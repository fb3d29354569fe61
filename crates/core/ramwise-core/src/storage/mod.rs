pub mod database;
pub mod repository;

pub use database::Database;
pub use repository::Repository;
use std::path::PathBuf;
use thiserror::Error;

#[derive(Error, Debug)]
pub enum AppError {
    #[error("Database error: {0}")]
    Database(#[from] rusqlite::Error),

    #[error("IO error at {path}: {source}")]
    Io {
        path: PathBuf,
        source: std::io::Error,
    },

    #[error("Generic IO error: {0}")]
    IoGeneric(#[from] std::io::Error),

    #[error("Configuration error: {0}")]
    Config(String),

    #[error("Not found: {0}")]
    NotFound(String),

    #[error("Internal error: {0}")]
    Internal(String),
}

pub type AppResult<T> = Result<T, AppError>;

::::::::::

The task: Return every line of the listing, word for word.

Task answer:
repository fb3d29354569fe61
filename crates/core/ramwise-core/src/storage/mod.rs
pub mod database;
pub mod repository;

pub use database::Database;
pub use repository::Repository;
use std::path::PathBuf;
use thiserror::Error;

#[derive(Error, Debug)]
pub enum AppError {
    #[error("Database error: {0}")]
    Database(#[from] rusqlite::Error),

    #[error("IO error at {path}: {source}")]
    Io {
        path: PathBuf,
        source: std::io::Error,
    },

    #[error("Generic IO error: {0}")]
    IoGeneric(#[from] std::io::Error),

    #[error("Configuration error: {0}")]
    Config(String),

    #[error("Not found: {0}")]
    NotFound(String),

    #[error("Internal error: {0}")]
    Internal(String),
}

pub type AppResult<T> = Result<T, AppError>;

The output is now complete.